◆ Saved entries
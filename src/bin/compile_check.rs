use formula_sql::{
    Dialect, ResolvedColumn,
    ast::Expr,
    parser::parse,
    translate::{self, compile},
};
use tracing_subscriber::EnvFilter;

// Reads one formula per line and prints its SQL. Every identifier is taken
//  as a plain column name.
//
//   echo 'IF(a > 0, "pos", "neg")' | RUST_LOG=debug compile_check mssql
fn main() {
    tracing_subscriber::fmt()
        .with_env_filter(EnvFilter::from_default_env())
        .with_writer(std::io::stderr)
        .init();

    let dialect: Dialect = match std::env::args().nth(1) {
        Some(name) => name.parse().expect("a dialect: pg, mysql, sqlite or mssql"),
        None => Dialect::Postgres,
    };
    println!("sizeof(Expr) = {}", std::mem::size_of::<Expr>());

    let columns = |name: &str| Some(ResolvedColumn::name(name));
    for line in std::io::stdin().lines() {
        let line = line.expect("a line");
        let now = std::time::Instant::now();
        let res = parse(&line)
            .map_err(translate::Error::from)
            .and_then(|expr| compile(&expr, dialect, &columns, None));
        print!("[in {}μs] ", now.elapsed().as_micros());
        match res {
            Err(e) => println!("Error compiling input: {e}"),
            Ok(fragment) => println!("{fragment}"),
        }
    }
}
---
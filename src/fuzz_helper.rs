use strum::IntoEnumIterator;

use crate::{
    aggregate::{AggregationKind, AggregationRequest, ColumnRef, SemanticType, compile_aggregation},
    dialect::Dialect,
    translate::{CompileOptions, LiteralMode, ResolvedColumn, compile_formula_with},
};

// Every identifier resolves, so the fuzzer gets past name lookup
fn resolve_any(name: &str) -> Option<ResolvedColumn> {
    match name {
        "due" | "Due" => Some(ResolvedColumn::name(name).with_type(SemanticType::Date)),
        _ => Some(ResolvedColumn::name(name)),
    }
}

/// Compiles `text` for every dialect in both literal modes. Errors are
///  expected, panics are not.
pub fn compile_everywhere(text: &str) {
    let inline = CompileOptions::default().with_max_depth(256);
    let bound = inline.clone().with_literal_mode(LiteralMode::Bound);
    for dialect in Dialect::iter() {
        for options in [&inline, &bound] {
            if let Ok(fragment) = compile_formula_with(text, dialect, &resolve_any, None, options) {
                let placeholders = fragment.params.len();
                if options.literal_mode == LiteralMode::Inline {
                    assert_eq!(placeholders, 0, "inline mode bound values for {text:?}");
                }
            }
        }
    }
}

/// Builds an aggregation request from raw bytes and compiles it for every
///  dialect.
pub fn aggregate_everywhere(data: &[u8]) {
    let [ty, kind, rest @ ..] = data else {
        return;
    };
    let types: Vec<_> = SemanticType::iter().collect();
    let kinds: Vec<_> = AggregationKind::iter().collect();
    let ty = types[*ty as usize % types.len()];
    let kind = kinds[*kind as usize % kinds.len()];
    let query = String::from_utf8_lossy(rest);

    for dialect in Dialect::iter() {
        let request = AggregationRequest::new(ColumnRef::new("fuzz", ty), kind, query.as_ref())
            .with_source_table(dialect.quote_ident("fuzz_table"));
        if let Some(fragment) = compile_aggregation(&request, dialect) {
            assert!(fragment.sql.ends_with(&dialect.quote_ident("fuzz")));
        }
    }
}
==
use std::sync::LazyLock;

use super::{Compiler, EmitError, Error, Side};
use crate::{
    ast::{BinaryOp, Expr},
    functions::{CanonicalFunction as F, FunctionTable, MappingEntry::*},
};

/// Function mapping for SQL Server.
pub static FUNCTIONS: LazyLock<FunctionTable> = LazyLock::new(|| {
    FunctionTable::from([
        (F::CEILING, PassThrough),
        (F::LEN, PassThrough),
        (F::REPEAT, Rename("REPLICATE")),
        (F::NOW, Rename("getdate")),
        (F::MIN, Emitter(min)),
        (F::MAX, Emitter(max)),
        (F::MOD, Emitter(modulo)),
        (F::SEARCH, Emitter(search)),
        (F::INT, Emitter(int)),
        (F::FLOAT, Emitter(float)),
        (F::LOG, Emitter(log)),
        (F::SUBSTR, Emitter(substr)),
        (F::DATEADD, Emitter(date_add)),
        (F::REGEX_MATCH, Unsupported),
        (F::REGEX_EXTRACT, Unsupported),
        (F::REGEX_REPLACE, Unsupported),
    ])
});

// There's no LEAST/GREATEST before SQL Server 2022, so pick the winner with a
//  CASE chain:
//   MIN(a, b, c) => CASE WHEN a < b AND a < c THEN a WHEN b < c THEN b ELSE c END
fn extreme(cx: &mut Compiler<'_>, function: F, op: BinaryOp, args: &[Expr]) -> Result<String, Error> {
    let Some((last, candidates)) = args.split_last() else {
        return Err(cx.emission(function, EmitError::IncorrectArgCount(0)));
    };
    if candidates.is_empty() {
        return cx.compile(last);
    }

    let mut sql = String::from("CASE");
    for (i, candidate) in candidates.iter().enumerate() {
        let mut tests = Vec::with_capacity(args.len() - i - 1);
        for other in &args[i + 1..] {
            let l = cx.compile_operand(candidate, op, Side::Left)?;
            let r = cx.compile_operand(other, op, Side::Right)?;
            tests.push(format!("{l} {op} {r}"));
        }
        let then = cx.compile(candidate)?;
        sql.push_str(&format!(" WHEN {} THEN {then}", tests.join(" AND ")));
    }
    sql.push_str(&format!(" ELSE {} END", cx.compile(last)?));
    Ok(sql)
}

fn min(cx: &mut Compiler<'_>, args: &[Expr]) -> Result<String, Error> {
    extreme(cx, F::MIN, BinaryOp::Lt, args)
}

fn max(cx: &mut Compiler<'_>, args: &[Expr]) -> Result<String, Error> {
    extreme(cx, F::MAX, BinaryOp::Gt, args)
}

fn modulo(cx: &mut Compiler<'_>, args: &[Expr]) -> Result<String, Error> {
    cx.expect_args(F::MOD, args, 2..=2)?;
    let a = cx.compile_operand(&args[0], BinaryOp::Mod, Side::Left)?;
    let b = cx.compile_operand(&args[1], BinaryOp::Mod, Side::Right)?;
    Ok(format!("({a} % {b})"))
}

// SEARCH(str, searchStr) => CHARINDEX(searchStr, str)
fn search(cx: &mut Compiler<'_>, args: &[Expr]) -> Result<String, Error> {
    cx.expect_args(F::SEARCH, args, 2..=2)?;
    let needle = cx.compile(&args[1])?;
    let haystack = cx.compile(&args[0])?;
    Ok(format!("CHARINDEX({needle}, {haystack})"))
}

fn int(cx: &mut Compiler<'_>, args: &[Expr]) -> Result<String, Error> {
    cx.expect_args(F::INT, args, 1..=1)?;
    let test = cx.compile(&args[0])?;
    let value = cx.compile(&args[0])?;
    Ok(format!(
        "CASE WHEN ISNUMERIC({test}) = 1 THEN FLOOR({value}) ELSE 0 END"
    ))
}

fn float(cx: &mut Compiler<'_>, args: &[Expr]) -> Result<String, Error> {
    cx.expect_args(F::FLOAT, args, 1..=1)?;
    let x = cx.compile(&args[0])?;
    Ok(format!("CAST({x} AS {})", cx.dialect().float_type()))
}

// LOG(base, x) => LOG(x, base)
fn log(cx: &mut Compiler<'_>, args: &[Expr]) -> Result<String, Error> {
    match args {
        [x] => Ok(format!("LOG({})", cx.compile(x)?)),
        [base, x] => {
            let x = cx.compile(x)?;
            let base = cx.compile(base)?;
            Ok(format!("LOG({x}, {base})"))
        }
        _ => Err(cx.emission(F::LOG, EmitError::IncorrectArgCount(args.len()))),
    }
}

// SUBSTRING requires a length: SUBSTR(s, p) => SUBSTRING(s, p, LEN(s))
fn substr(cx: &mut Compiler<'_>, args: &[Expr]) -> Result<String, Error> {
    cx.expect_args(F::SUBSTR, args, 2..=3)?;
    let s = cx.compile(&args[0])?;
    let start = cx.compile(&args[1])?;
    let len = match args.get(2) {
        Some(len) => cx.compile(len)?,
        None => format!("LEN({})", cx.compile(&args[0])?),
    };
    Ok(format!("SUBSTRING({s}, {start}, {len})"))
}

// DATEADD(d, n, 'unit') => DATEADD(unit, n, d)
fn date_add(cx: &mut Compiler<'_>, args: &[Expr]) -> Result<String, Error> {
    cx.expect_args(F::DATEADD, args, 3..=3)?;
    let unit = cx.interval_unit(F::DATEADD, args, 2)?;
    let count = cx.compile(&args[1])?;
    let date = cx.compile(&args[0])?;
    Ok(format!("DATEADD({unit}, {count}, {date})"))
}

◆ Task directions
Copy here each line of the preceding records with "text" in it.

◆ Result for this task
/// Compiles `text` for every dialect in both literal modes. Errors are
pub fn compile_everywhere(text: &str) {
            if let Ok(fragment) = compile_formula_with(text, dialect, &resolve_any, None, options) {
                    assert_eq!(placeholders, 0, "inline mode bound values for {text:?}");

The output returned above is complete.